Church is letting out. People are curious about the rag-tag column. They smile when they hear the cockeyed idea of walking across the city.

"I'm glad you decided to come to this side," says the parking lot security guard at Union Temple Baptist Church in Anacostia.

"It's good for them to be hiking through here," says Carolyn Johns Gray, president of the Frederick Douglass Community Improvement Council. "It helps in two ways. They get a chance to see us, and people from other parts of the city see there's nothing to fear in coming here."

Lunch was supposed to be at Cole's Cafe on Martin Luther King Jr. Boulevard. Mama Cole does not always open her place on Sundays, but Coleman had arranged with her for the hikers to eat there. But there has been a mix-up, and Cole's is closed.

It's the only restaurant in Anacostia.

A lesson in sociological reality.

"One of our major concerns, you can see, is restaurants here," says Bernard A. Gray Sr., Carolyn's husband.

So the hikers join the crowd outside Union Temple and buy homemade fish rolls and chocolate chip cookies from a resident who has set up a stand. Coleman also calls Oblak on his cell phone, and she Metro-lifts a pizza in from Adams Morgan.

There's one more hill to climb.

They hike up MLK Boulevard to the locked gates of St. Elizabeths Hospital. Coleman has obtained permission for the group to be allowed inside the deserted west campus. The remaining patients are across the street. Winding drives pass overgrown shrubs and an old tennis court. The red-brick main building with tall turrets looks like a haunted castle. A ring-neck snake slithers across the path. A resident herd of deer is hiding somewhere, according to a security guard.

From a promontory with battered park benches the hikers can take in the breadth of the city from Hains Point to the National Shrine, the Lincoln Memorial to the Capitol, the edge cities of Virginia to the hills of Maryland. They can see the ridge where they walked, and with a little imagination they can pick out the bend in the Potomac that must contain Fletcher's Boathouse.

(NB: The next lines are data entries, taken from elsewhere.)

//! JSON-lines dataset files.
//!
//! One labeled row per line:
//!
//! ```text
//! {"features": {"Age": 40, "Hemoglobin": 11.2, ...}, "diseases": ["Anemia"]}
//! ```
//!
//! Feature order inside each object is significant and preserved in both
//! directions; it becomes the model schema at training time.

use std::collections::BTreeSet;
use std::fmt;
use std::fs::File;
use std::io::{BufRead, BufReader, BufWriter, Write};
use std::path::Path;

use serde::de::{MapAccess, Visitor};
use serde::ser::SerializeMap;
use serde::{Deserialize, Deserializer, Serialize, Serializer};

use crate::domain::{Dataset, FeatureVector, LabeledRow};
use crate::{Result, VitalError};

/// Feature object that keeps document order.
struct OrderedFeatures(Vec<(String, f64)>);

impl<'de> Deserialize<'de> for OrderedFeatures {
    fn deserialize<D: Deserializer<'de>>(deserializer: D) -> std::result::Result<Self, D::Error> {
        struct OrderedVisitor;

        impl<'de> Visitor<'de> for OrderedVisitor {
            type Value = OrderedFeatures;

            fn expecting(&self, f: &mut fmt::Formatter<'_>) -> fmt::Result {
                f.write_str("an object of feature name to number")
            }

            fn visit_map<A: MapAccess<'de>>(self, mut map: A) -> std::result::Result<Self::Value, A::Error> {
                let mut pairs = Vec::with_capacity(map.size_hint().unwrap_or(0));
                while let Some((name, value)) = map.next_entry::<String, f64>()? {
                    pairs.push((name, value));
                }
                Ok(OrderedFeatures(pairs))
            }
        }

        deserializer.deserialize_map(OrderedVisitor)
    }
}

struct FeaturesRef<'a>(&'a FeatureVector);

impl Serialize for FeaturesRef<'_> {
    fn serialize<S: Serializer>(&self, serializer: S) -> std::result::Result<S::Ok, S::Error> {
        let mut map = serializer.serialize_map(Some(self.0.len()))?;
        for (name, value) in self.0.names().iter().zip(self.0.values()) {
            map.serialize_entry(name, value)?;
        }
        map.end()
    }
}

#[derive(Deserialize)]
struct RowRecord {
    features: OrderedFeatures,
    #[serde(default)]
    diseases: BTreeSet<String>,
}

#[derive(Serialize)]
struct RowRecordRef<'a> {
    features: FeaturesRef<'a>,
    diseases: &'a BTreeSet<String>,
}

/// Parse JSON lines from any reader. Blank lines are skipped.
///
/// # Errors
/// Returns `DataError` naming the offending line for malformed JSON,
/// duplicate feature names, or rows that disagree on schema.
pub fn parse_jsonl<R: BufRead>(reader: R) -> Result<Dataset> {
    let mut rows = Vec::new();
    for (idx, line) in reader.lines().enumerate() {
        let line = line?;
        if line.trim().is_empty() {
            continue;
        }
        let line_no = idx + 1;
        let record: RowRecord = serde_json::from_str(&line)
            .map_err(|e| VitalError::Data(format!("Line {line_no}: {e}")))?;
        let features = FeatureVector::from_pairs(record.features.0)
            .map_err(|e| VitalError::Data(format!("Line {line_no}: {e}")))?;
        rows.push(LabeledRow::new(features, record.diseases));
    }
    Dataset::new(rows)
}

/// Read a JSON-lines dataset file.
///
/// # Errors
/// Returns `IoError` if the file cannot be opened, otherwise as
/// [`parse_jsonl`].
pub fn read_jsonl(path: &Path) -> Result<Dataset> {
    let file = File::open(path)?;
    let dataset = parse_jsonl(BufReader::new(file))?;
    tracing::info!("Read {} rows from {}", dataset.len(), path.display());
    Ok(dataset)
}

/// Write one JSON object per row.
///
/// # Errors
/// Returns `IoError` or `SerializationError` on write failure.
pub fn write_jsonl_to<W: Write>(mut writer: W, dataset: &Dataset) -> Result<()> {
    for row in dataset.rows() {
        let record = RowRecordRef {
            features: FeaturesRef(&row.features),
            diseases: &row.diseases,
        };
        serde_json::to_writer(&mut writer, &record)?;
        writer.write_all(b"\n")?;
    }
    writer.flush()?;
    Ok(())
}

/// Write a dataset to `path`, replacing any existing file.
///
/// # Errors
/// As [`write_jsonl_to`].
pub fn write_jsonl(path: &Path, dataset: &Dataset) -> Result<()> {
    let file = File::create(path)?;
    write_jsonl_to(BufWriter::new(file), dataset)?;
    tracing::info!("Wrote {} rows to {}", dataset.len(), path.display());
    Ok(())
}
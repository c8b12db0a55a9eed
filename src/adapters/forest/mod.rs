//! Random forest binary classifier.
//!
//! Bagged gini decision trees with `sqrt(n_features)` random feature subsets
//! per split. Every tree draws its bootstrap sample and feature subsets from
//! its own `ChaCha20Rng`, seeded from the master seed, so a fixed seed
//! reproduces the forest exactly.

mod tree;

use rand::{Rng, SeedableRng};
use rand_chacha::ChaCha20Rng;
use serde::{Deserialize, Serialize};

use crate::ports::{check_training_shape, BinaryClassifier};
use crate::{Result, VitalError};

use tree::{DecisionTree, GrowParams};

/// Random forest hyperparameters.
#[derive(Debug, Clone, PartialEq, Serialize, Deserialize)]
pub struct ForestConfig {
    pub n_trees: usize,
    pub max_depth: usize,
    pub min_samples_split: usize,
    pub min_samples_leaf: usize,
    /// Reweight classes inversely to their frequency.
    pub balanced_class_weight: bool,
}

impl Default for ForestConfig {
    fn default() -> Self {
        Self {
            n_trees: 100,
            max_depth: 10,
            min_samples_split: 2,
            min_samples_leaf: 1,
            balanced_class_weight: false,
        }
    }
}

impl ForestConfig {
    fn validate(&self) -> Result<()> {
        if self.n_trees == 0 {
            return Err(VitalError::Config("Forest needs at least one tree".into()));
        }
        if self.max_depth == 0 {
            return Err(VitalError::Config("Forest max_depth must be positive".into()));
        }
        if self.min_samples_split < 2 {
            return Err(VitalError::Config("min_samples_split must be at least 2".into()));
        }
        Ok(())
    }
}

#[derive(Debug, Clone, PartialEq, Serialize, Deserialize)]
pub struct RandomForest {
    n_features: usize,
    trees: Vec<DecisionTree>,
}

/// Per-class weights `n / (2 * n_class)`, or `1.0` when a class is absent.
fn class_weights(y: &[bool], balanced: bool) -> (f64, f64) {
    let n_pos = y.iter().filter(|&&v| v).count();
    let n_neg = y.len() - n_pos;
    if !balanced || n_pos == 0 || n_neg == 0 {
        return (1.0, 1.0);
    }
    let n = y.len() as f64;
    (n / (2.0 * n_neg as f64), n / (2.0 * n_pos as f64))
}

impl BinaryClassifier for RandomForest {
    type Config = ForestConfig;

    const KIND: &'static str = "random_forest";

    fn fit(config: &ForestConfig, x: &[Vec<f64>], y: &[bool], seed: u64) -> Result<Self> {
        config.validate()?;
        let n_features = check_training_shape(x, y)?;
        let n = x.len();

        let (w_neg, w_pos) = class_weights(y, config.balanced_class_weight);
        let weights: Vec<f64> = y.iter().map(|&v| if v { w_pos } else { w_neg }).collect();

        let params = GrowParams {
            max_depth: config.max_depth,
            min_samples_split: config.min_samples_split,
            min_samples_leaf: config.min_samples_leaf,
            max_features: ((n_features as f64).sqrt() as usize).max(1),
        };

        let mut master = ChaCha20Rng::seed_from_u64(seed);
        let trees = (0..config.n_trees)
            .map(|_| {
                let mut rng = ChaCha20Rng::seed_from_u64(master.gen());
                let mut samples: Vec<usize> = (0..n).map(|_| rng.gen_range(0..n)).collect();
                DecisionTree::grow(x, y, &weights, &mut samples, params, &mut rng)
            })
            .collect();

        Ok(Self { n_features, trees })
    }

    fn predict_proba(&self, x: &[f64]) -> Result<f64> {
        if x.len() != self.n_features {
            return Err(VitalError::Schema(format!(
                "Forest expects {} features, got {}",
                self.n_features,
                x.len()
            )));
        }
        let sum: f64 = self.trees.iter().map(|t| t.predict(x)).sum();
        Ok((sum / self.trees.len() as f64).clamp(0.0, 1.0))
    }

    fn feature_importances(&self) -> Vec<f64> {
        let mut out = vec![0.0; self.n_features];
        for tree in &self.trees {
            for (acc, v) in out.iter_mut().zip(tree.importances()) {
                *acc += v;
            }
        }
        let total: f64 = out.iter().sum();
        if total > 0.0 {
            for v in &mut out {
                *v /= total;
            }
        }
        out
    }

    fn n_features(&self) -> usize {
        self.n_features
    }

    fn check_integrity(&self) -> Result<()> {
        if self.trees.is_empty() {
            return Err(VitalError::Corruption("Forest has no trees".into()));
        }
        if let Some(i) = self
            .trees
            .iter()
            .position(|t| !t.is_consistent(self.n_features))
        {
            return Err(VitalError::Corruption(format!("Forest tree {i} is malformed")));
        }
        Ok(())
    }
}

impl RandomForest {
    #[must_use]
    pub fn n_trees(&self) -> usize {
        self.trees.len()
    }

    /// Deepest tree in the forest.
    #[must_use]
    pub fn max_depth(&self) -> usize {
        self.trees.iter().map(DecisionTree::depth).max().unwrap_or(0)
    }
}

#[cfg(test)]
mod tests {
    use super::*;

    /// Positive iff feature 0 is above 0.5; feature 1 is noise.
    fn data() -> (Vec<Vec<f64>>, Vec<bool>) {
        let x: Vec<Vec<f64>> = (0..60)
            .map(|i| {
                let a = f64::from(i) / 60.0;
                let b = f64::from((i * 37) % 60) / 60.0;
                vec![a, b]
            })
            .collect();
        let y = x.iter().map(|r| r[0] > 0.5).collect();
        (x, y)
    }

    fn small() -> ForestConfig {
        ForestConfig {
            n_trees: 15,
            ..ForestConfig::default()
        }
    }

    #[test]
    fn test_learns_threshold() {
        let (x, y) = data();
        let forest = RandomForest::fit(&small(), &x, &y, 42).unwrap();
        assert!(forest.predict_proba(&[0.95, 0.3]).unwrap() > 0.5);
        assert!(forest.predict_proba(&[0.05, 0.3]).unwrap() < 0.5);
    }

    #[test]
    fn test_deterministic_per_seed() {
        let (x, y) = data();
        let a = RandomForest::fit(&small(), &x, &y, 7).unwrap();
        let b = RandomForest::fit(&small(), &x, &y, 7).unwrap();
        assert_eq!(a, b);
    }

    #[test]
    fn test_importances_favor_signal() {
        let (x, y) = data();
        let forest = RandomForest::fit(&small(), &x, &y, 42).unwrap();
        let imp = forest.feature_importances();
        assert_eq!(imp.len(), 2);
        assert!((imp.iter().sum::<f64>() - 1.0).abs() < 1e-9);
        assert!(imp[0] > imp[1]);
    }

    #[test]
    fn test_depth_respects_config() {
        let (x, y) = data();
        let config = ForestConfig {
            max_depth: 2,
            ..small()
        };
        let forest = RandomForest::fit(&config, &x, &y, 1).unwrap();
        assert!(forest.max_depth() <= 2);
        assert_eq!(forest.n_trees(), 15);
    }

    #[test]
    fn test_single_class_predicts_constant() {
        let (x, _) = data();
        let y = vec![false; x.len()];
        let forest = RandomForest::fit(&small(), &x, &y, 1).unwrap();
        assert_eq!(forest.predict_proba(&[0.9, 0.9]).unwrap(), 0.0);
    }

    #[test]
    fn test_balanced_weights() {
        let y = [true, false, false, false];
        let (w_neg, w_pos) = class_weights(&y, true);
        assert!((w_pos - 2.0).abs() < 1e-12);
        assert!((w_neg - 4.0 / 6.0).abs() < 1e-12);
        assert_eq!(class_weights(&y, false), (1.0, 1.0));
    }

    #[test]
    fn test_rejects_bad_input() {
        let (x, y) = data();
        assert!(matches!(
            RandomForest::fit(&small(), &[], &[], 1),
            Err(VitalError::Data(_))
        ));
        assert!(matches!(
            RandomForest::fit(&small(), &x, &y[..10], 1),
            Err(VitalError::Data(_))
        ));
        let no_trees = ForestConfig {
            n_trees: 0,
            ..small()
        };
        assert!(matches!(
            RandomForest::fit(&no_trees, &x, &y, 1),
            Err(VitalError::Config(_))
        ));
    }

    #[test]
    fn test_wrong_width_is_schema_error() {
        let (x, y) = data();
        let forest = RandomForest::fit(&small(), &x, &y, 1).unwrap();
        assert!(matches!(
            forest.predict_proba(&[0.5]),
            Err(VitalError::Schema(_))
        ));
    }

    #[test]
    fn test_serde_preserves_predictions() {
        let (x, y) = data();
        let forest = RandomForest::fit(&small(), &x, &y, 3).unwrap();
        let json = serde_json::to_string(&forest).unwrap();
        let restored: RandomForest = serde_json::from_str(&json).unwrap();
        restored.check_integrity().unwrap();
        for row in &x {
            assert_eq!(
                forest.predict_proba(row).unwrap(),
                restored.predict_proba(row).unwrap()
            );
        }
    }
}
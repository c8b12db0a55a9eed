//! Model training and holdout evaluation.
//!
//! Training pipeline:
//! 1. Fit the label space over every disease seen in the dataset
//! 2. Shuffle and hold out a test split (seeded)
//! 3. Fit the scaler on the training split only
//! 4. Train one binary classifier per label
//! 5. Score the holdout with hamming loss and subset accuracy

use std::collections::BTreeMap;

use serde::{Deserialize, Serialize};

use super::{BundleMetadata, DiseasePredictor, ModelBundle, OneVsRest};
use crate::domain::{Dataset, DecisionThreshold, LabelSpace, ScalingParameters};
use crate::ports::BinaryClassifier;
use crate::{Result, VitalError};

/// Pipeline step reported to progress observers.
#[derive(Debug, Clone, Copy, PartialEq, Eq)]
pub enum TrainingStage {
    Splitting,
    Scaling,
    Fitting { labels: usize },
    Evaluating { rows: usize },
}

impl std::fmt::Display for TrainingStage {
    fn fmt(&self, f: &mut std::fmt::Formatter<'_>) -> std::fmt::Result {
        match self {
            Self::Splitting => write!(f, "splitting dataset"),
            Self::Scaling => write!(f, "fitting scaler"),
            Self::Fitting { labels } => write!(f, "training {labels} classifiers"),
            Self::Evaluating { rows } => write!(f, "evaluating on {rows} holdout rows"),
        }
    }
}

/// Holdout metrics.
#[derive(Debug, Clone, PartialEq, Serialize, Deserialize)]
pub struct Evaluation {
    pub threshold: DecisionThreshold,
    /// Fraction of wrong label bits over all rows and labels.
    pub hamming_loss: f64,
    /// Fraction of rows whose whole label set was predicted exactly.
    pub subset_accuracy: f64,
    pub per_label_accuracy: BTreeMap<String, f64>,
}

#[derive(Debug, Clone, PartialEq, Serialize, Deserialize)]
pub struct TrainingReport {
    pub classifier_kind: String,
    pub train_rows: usize,
    pub test_rows: usize,
    pub labels: Vec<String>,
    pub evaluation: Option<Evaluation>,
}

/// Fraction of mismatching indicator bits.
///
/// Returns `0.0` for empty input.
#[must_use]
pub fn hamming_loss(truth: &[Vec<u8>], predicted: &[Vec<u8>]) -> f64 {
    let mut wrong = 0usize;
    let mut total = 0usize;
    for (t, p) in truth.iter().zip(predicted) {
        wrong += t.iter().zip(p).filter(|(a, b)| a != b).count();
        total += t.len();
    }
    if total == 0 {
        0.0
    } else {
        wrong as f64 / total as f64
    }
}

/// Fraction of rows predicted exactly.
///
/// Returns `0.0` for empty input.
#[must_use]
pub fn subset_accuracy(truth: &[Vec<u8>], predicted: &[Vec<u8>]) -> f64 {
    if truth.is_empty() {
        return 0.0;
    }
    let exact = truth.iter().zip(predicted).filter(|(t, p)| t == p).count();
    exact as f64 / truth.len() as f64
}

/// Trains `C` ensembles into model bundles.
#[derive(Debug, Clone)]
pub struct TrainingService<C: BinaryClassifier> {
    classifier: C::Config,
    seed: u64,
    test_fraction: Option<f64>,
    threshold: DecisionThreshold,
}

impl<C: BinaryClassifier> TrainingService<C> {
    /// Service with a 20% holdout and the default threshold.
    pub fn new(classifier: C::Config, seed: u64) -> Self {
        Self {
            classifier,
            seed,
            test_fraction: Some(0.2),
            threshold: DecisionThreshold::DEFAULT,
        }
    }

    /// Set the holdout fraction; `None` trains on every row.
    #[must_use]
    pub fn with_test_fraction(mut self, test_fraction: Option<f64>) -> Self {
        self.test_fraction = test_fraction;
        self
    }

    /// Threshold used for holdout scoring.
    #[must_use]
    pub fn with_threshold(mut self, threshold: DecisionThreshold) -> Self {
        self.threshold = threshold;
        self
    }

    /// # Errors
    /// As [`train_with_progress`](Self::train_with_progress).
    pub fn train(&self, dataset: &Dataset) -> Result<(ModelBundle<C>, TrainingReport)> {
        self.train_with_progress(dataset, |_| {})
    }

    /// Train a bundle, reporting each stage to `progress`.
    ///
    /// # Errors
    /// Returns `DataError` for an empty dataset, a dataset without any
    /// disease label, or data the scaler cannot fit (e.g. a constant
    /// feature). Returns `ConfigError` for an invalid holdout fraction or
    /// classifier configuration.
    pub fn train_with_progress<F>(
        &self,
        dataset: &Dataset,
        mut progress: F,
    ) -> Result<(ModelBundle<C>, TrainingReport)>
    where
        F: FnMut(TrainingStage),
    {
        if dataset.is_empty() {
            return Err(VitalError::Data("Training dataset is empty".into()));
        }
        let labels = LabelSpace::fit(dataset.label_sets());
        if labels.is_empty() {
            return Err(VitalError::Data("Training dataset has no disease labels".into()));
        }

        progress(TrainingStage::Splitting);
        let (train, test) = match self.test_fraction {
            Some(fraction) => dataset.split(fraction, self.seed)?,
            None => (dataset.clone(), Dataset::default()),
        };
        tracing::info!(
            "Training {} on {} rows, holding out {} ({} labels)",
            C::KIND,
            train.len(),
            test.len(),
            labels.len()
        );

        progress(TrainingStage::Scaling);
        let scaler = ScalingParameters::fit(&train.features())?;
        let x = train
            .rows()
            .iter()
            .map(|r| scaler.transform(&r.features))
            .collect::<Result<Vec<_>>>()?;
        let y = train
            .rows()
            .iter()
            .map(|r| labels.encode(&r.diseases))
            .collect::<Result<Vec<_>>>()?;

        progress(TrainingStage::Fitting {
            labels: labels.len(),
        });
        let ensemble = OneVsRest::<C>::fit(&self.classifier, &x, &y, self.seed)?;
        let metadata = BundleMetadata::new(&scaler, &ensemble, self.seed, train.len());
        let bundle = ModelBundle::new(scaler, labels, ensemble, metadata)?;

        let evaluation = if test.is_empty() {
            None
        } else {
            progress(TrainingStage::Evaluating { rows: test.len() });
            Some(self.evaluate(&bundle, &test)?)
        };

        if let Some(eval) = &evaluation {
            tracing::info!(
                "Holdout hamming loss {:.4}, subset accuracy {:.4}",
                eval.hamming_loss,
                eval.subset_accuracy
            );
        }

        let report = TrainingReport {
            classifier_kind: C::KIND.to_string(),
            train_rows: train.len(),
            test_rows: test.len(),
            labels: bundle.labels().names().to_vec(),
            evaluation,
        };
        Ok((bundle, report))
    }

    fn evaluate(&self, bundle: &ModelBundle<C>, test: &Dataset) -> Result<Evaluation> {
        let labels = bundle.labels();
        let mut truth = Vec::with_capacity(test.len());
        let mut predicted = Vec::with_capacity(test.len());
        for row in test.rows() {
            let result = DiseasePredictor::predict(&row.features, bundle, self.threshold)?;
            truth.push(labels.encode(&row.diseases)?);
            predicted.push(labels.encode(result.positives())?);
        }

        let per_label_accuracy = labels
            .names()
            .iter()
            .enumerate()
            .map(|(i, name)| {
                let correct = truth
                    .iter()
                    .zip(&predicted)
                    .filter(|(t, p)| t[i] == p[i])
                    .count();
                (name.clone(), correct as f64 / truth.len() as f64)
            })
            .collect();

        Ok(Evaluation {
            threshold: self.threshold,
            hamming_loss: hamming_loss(&truth, &predicted),
            subset_accuracy: subset_accuracy(&truth, &predicted),
            per_label_accuracy,
        })
    }
}
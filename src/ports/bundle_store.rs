//! Bundle store port: Trait for model bundle persistence.

use crate::application::ModelBundle;
use crate::ports::BinaryClassifier;
use crate::Result;

/// Persistent location for a single model bundle.
pub trait BundleStore: Send + Sync {
    /// Persist a bundle, replacing any previous one at this location.
    ///
    /// # Errors
    /// Returns `IoError` or `SerializationError` if writing fails.
    fn save<C: BinaryClassifier>(&self, bundle: &ModelBundle<C>) -> Result<()>;

    /// Load and fully verify a bundle.
    ///
    /// # Errors
    /// Returns `VersionError` for an unsupported format version or classifier
    /// kind, and `CorruptionError` for missing files, checksum mismatches or
    /// inconsistent shapes.
    fn load<C: BinaryClassifier>(&self) -> Result<ModelBundle<C>>;
}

The best view of Washington, under lock and key. Another secret.

The city looks . . . small, intimate. Places don't seem so far away when you have walked there.

They hike back down to the shore of the Anacostia at Poplar Point, near the Frederick Douglass Memorial Bridge. The fishermen listen to the cockeyed idea. "That's a long walk," they say. Waves gently lap the river wall, plastic cups float by.

Coleman takes his spice bottle of Potomac River water out of his backpack. Most of it has leaked out, but there are a couple tablespoons left.

"We're trying to enlarge the sense of what is home," he says. "Here's putting the water back where it belongs."

He slowly pours the Potomac into the Anacostia.